Associations between sociodemographic and lifestyle characteristics of the pregnant women with hair biomarkers for psychoactive substance use and smoking behavior were performed by an independent t-test for quantitative variables and a chi-square test for qualitative variables. Statistical significance was set at p < 0.05.
5. Conclusions
For the first time in a Mexican cohort, this study objectively assessed licit and illicit drug consumption in a pregnant women population. Our results confirm the usefulness of maternal hair analysis to evidence drug use during pregnancy and how the measurement of exposure biomarkers in this matrix is essential to demonstrate real consumption.
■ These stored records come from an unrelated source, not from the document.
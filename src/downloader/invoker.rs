use std::sync::Arc;

use crate::downloader::{DownloadOutcome, DownloadRequest, DownloadState, MediaEngine};
use crate::errors::{AppError, Result};
use crate::runner::{CommandLine, ExitState, ProcessRunner, SearchPath};
use crate::utils::ensure_dir_exists;

/// Runs one download engine to completion in the foreground.
pub struct EngineInvoker {
    runner: Arc<dyn ProcessRunner>,
    search_path: SearchPath,
}

impl EngineInvoker {
    pub fn new(runner: Arc<dyn ProcessRunner>, search_path: SearchPath) -> Self {
        Self { runner, search_path }
    }

    /// Spawns `command` with the terminal attached and classifies how it ended.
    ///
    /// The engine's own progress output goes straight to the user. There is no
    /// timeout: downloads run until they finish or the user presses Ctrl+C.
    pub async fn execute(&self, command: &CommandLine) -> Result<DownloadOutcome> {
        log::info!("🚀 [ENGINE] Running: {}", command);
        let start_time = std::time::Instant::now();

        let state = self.runner.run_inherited(command, &self.search_path).await?;
        let outcome = match state {
            ExitState::Exited(0) => DownloadOutcome::Success,
            ExitState::Exited(code) => DownloadOutcome::ToolFailure(code),
            ExitState::Interrupted => DownloadOutcome::Cancelled,
            ExitState::Killed | ExitState::TimedOut => DownloadOutcome::ToolFailure(-1),
        };

        log::info!(
            "📊 [ENGINE] {} finished with {:?} (took {:.2} seconds)",
            command.program,
            outcome,
            start_time.elapsed().as_secs_f64()
        );
        Ok(outcome)
    }

    /// Creates the output directory, builds the engine arguments and runs them.
    pub async fn download(&self, engine: &dyn MediaEngine, request: &DownloadRequest) -> Result<DownloadOutcome> {
        if engine.platform() != request.platform() {
            return Err(AppError::Validation(format!(
                "{} cannot download {} links",
                engine.name(),
                request.platform().display_name()
            )));
        }

        ensure_dir_exists(request.output_directory()).await?;
        let command = engine.build_arguments(request);

        let running = DownloadState::NotStarted.start();
        log::debug!("📁 [ENGINE] {} -> {:?}", request.url(), running);
        let outcome = self.execute(&command).await?;
        log::debug!("📁 [ENGINE] {} -> {:?}", request.url(), running.finish(outcome));

        Ok(outcome)
    }
}
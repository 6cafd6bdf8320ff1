//! Post-download inspection: find what the engine wrote and read its tags back.

pub mod probe;

use std::path::{Path, PathBuf};
use std::sync::Arc;
use std::time::{Duration, SystemTime};

use crate::downloader::MediaSelection;
use crate::errors::{AppError, Result};
use crate::runner::{ProcessRunner, SearchPath};

pub use probe::ProbedTags;

/// One file from the output directory, as shown after a download.
#[derive(Debug, Clone, PartialEq)]
pub struct MediaSummary {
    pub filename: String,
    pub size_bytes: u64,
    pub title: Option<String>,
    pub artist: Option<String>,
    pub duration_seconds: Option<f64>,
    pub bitrate_kbps: Option<u64>,
}

impl MediaSummary {
    fn bare(filename: String, size_bytes: u64) -> Self {
        Self {
            filename,
            size_bytes,
            title: None,
            artist: None,
            duration_seconds: None,
            bitrate_kbps: None,
        }
    }
}

pub struct ResultInspector {
    runner: Arc<dyn ProcessRunner>,
    search_path: SearchPath,
    probe_timeout: Duration,
}

impl ResultInspector {
    pub fn new(runner: Arc<dyn ProcessRunner>, search_path: SearchPath, probe_timeout: Duration) -> Self {
        Self {
            runner,
            search_path,
            probe_timeout,
        }
    }

    /// Files directly inside `directory` whose extension is one of `extensions`
    /// (case-insensitive). A missing directory yields an empty list.
    pub async fn scan(directory: &Path, extensions: &[&str]) -> Result<Vec<PathBuf>> {
        if !directory.is_dir() {
            return Ok(Vec::new());
        }

        let mut files = Vec::new();
        let mut entries = tokio::fs::read_dir(directory).await?;
        while let Some(entry) = entries.next_entry().await? {
            let path = entry.path();
            if !entry.file_type().await?.is_file() {
                continue;
            }
            let matches = path
                .extension()
                .map(|ext| ext.to_string_lossy().to_lowercase())
                .is_some_and(|ext| extensions.iter().any(|wanted| wanted.eq_ignore_ascii_case(&ext)));
            if matches {
                files.push(path);
            }
        }

        log::debug!("📂 [INSPECT] {} matching file(s) in {:?}", files.len(), directory);
        Ok(files)
    }

    /// Newest `limit` files by modification time, each probed for tags.
    ///
    /// Probe failures only drop the tags; filename and size are always kept.
    pub async fn summarize(&self, files: &[PathBuf], limit: usize) -> Vec<MediaSummary> {
        let mut dated = Vec::with_capacity(files.len());
        for path in files {
            match tokio::fs::metadata(path).await {
                Ok(meta) => {
                    let modified = meta.modified().unwrap_or(SystemTime::UNIX_EPOCH);
                    dated.push((path, modified, meta.len()));
                }
                Err(e) => log::debug!("📂 [INSPECT] Skipping {:?}: {}", path, e),
            }
        }
        dated.sort_by(|a, b| b.1.cmp(&a.1));
        dated.truncate(limit);

        let mut summaries = Vec::with_capacity(dated.len());
        for (path, _, size) in dated {
            let filename = path
                .file_name()
                .map(|n| n.to_string_lossy().into_owned())
                .unwrap_or_else(|| path.to_string_lossy().into_owned());
            let mut summary = MediaSummary::bare(filename, size);

            match self.probe(path).await {
                Ok(tags) => {
                    summary.title = tags.title;
                    summary.artist = tags.artist;
                    summary.duration_seconds = tags.duration_seconds;
                    summary.bitrate_kbps = tags.bitrate_kbps;
                }
                Err(e) => log::debug!("🔍 [PROBE] {:?}: {}", path, e),
            }
            summaries.push(summary);
        }
        summaries
    }

    /// Scans `directory` for what `media` produces and summarizes the newest files.
    pub async fn inspect(&self, directory: &Path, media: &MediaSelection, limit: usize) -> Result<Vec<MediaSummary>> {
        let files = Self::scan(directory, &media.output_extensions()).await?;
        Ok(self.summarize(&files, limit).await)
    }

    async fn probe(&self, file: &Path) -> Result<ProbedTags> {
        let command = probe::probe_command(file);
        let output = self
            .runner
            .run_captured(&command, Some(self.probe_timeout), &self.search_path)
            .await?;
        if !output.success() {
            return Err(AppError::Probe(format!("ffprobe ended with {:?}", output.state)));
        }
        probe::parse_probe_output(&output.stdout)
    }
}
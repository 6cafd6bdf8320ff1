use crate::downloader::{DownloadRequest, MediaEngine, MediaSelection, SourcePlatform};
use crate::runner::CommandLine;

/// File name pattern handed to spotdl; placeholders are expanded by spotdl itself.
const OUTPUT_TEMPLATE: &str = "{artists} - {title}.{output-ext}";

/// Drives `spotdl` for Spotify tracks, albums, playlists and artists.
pub struct SpotDlEngine {
    threads: u8,
}

impl SpotDlEngine {
    pub fn new(threads: u8) -> Self {
        Self { threads: threads.max(1) }
    }
}

impl MediaEngine for SpotDlEngine {
    fn name(&self) -> &'static str {
        "spotdl"
    }

    fn platform(&self) -> SourcePlatform {
        SourcePlatform::Spotify
    }

    fn build_arguments(&self, request: &DownloadRequest) -> CommandLine {
        let output = request.output_directory().join(OUTPUT_TEMPLATE);
        let mut cmd = CommandLine::new(self.name())
            .arg("download")
            .arg(request.url())
            .arg("--output")
            .arg(output.to_string_lossy());

        if let MediaSelection::Audio { bitrate, format } = request.media() {
            cmd = cmd.arg("--format").arg(format.token());
            if let Some(bitrate) = bitrate {
                cmd = cmd.arg("--bitrate").arg(bitrate.token());
            }
        }

        cmd.arg("--threads").arg(self.threads.to_string())
    }

    fn failure_hint(&self) -> &'static str {
        "pip install --upgrade spotdl"
    }
}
The early detection of licit and illicit drug use during pregnancy using toxicological analyses in biological matrices and/or effective screening programs combined with the participation of qualified professionals can help to define the most appropriate measures to avoid the gestational consumption of psychoactive drugs and consequent prenatal exposure.
Author Contributions
Conceptualization, L.-M.G.-R., A.A.-L., R.-Y.R.-G., M.-B.V.-B., S.P., and O.G.-A.; methodology and validation, E.M., M.C.R., G.M., and P.B.; investigation, E.M., M.C.R., G.M. and P.B.; resources, L.-M.G.-R., A.A.-L., R.-Y.R.-G., M.-B.V.-B., and O.G.-A.; data curation, E.M., L.-M.G.-R., A.A.-L., R.-Y.R.-G., M.-B.V.-B., and O.G.-A.; writing—original draft preparation, E.M., S.P., and O.G.-A.; writing—review and editing, all the authors. All authors have read and agreed to the published version of the manuscript.
Funding
This investigation was partially funded by the Italian Department of Antidrug policies.
Institutional Review Board Statement
The study was conducted according to the guidelines of the Declaration of Helsinki and approved by the Local Human Research Ethics Committees CONBIOETICA-14-CEI-008-20161212).
Informed Consent Statement
Informed consent was obtained from all subjects involved in the study.
Data Availability Statement
All data generated or analyzed during this study are included in this published article.
Acknowledgments
The authors thank Antonella Bacosi, Simonetta di Carlo, Laura Martucci, Chiara Fraioli, and Michele Sciotti for technical help.
Conflicts of Interest
The authors declare no conflict of interest.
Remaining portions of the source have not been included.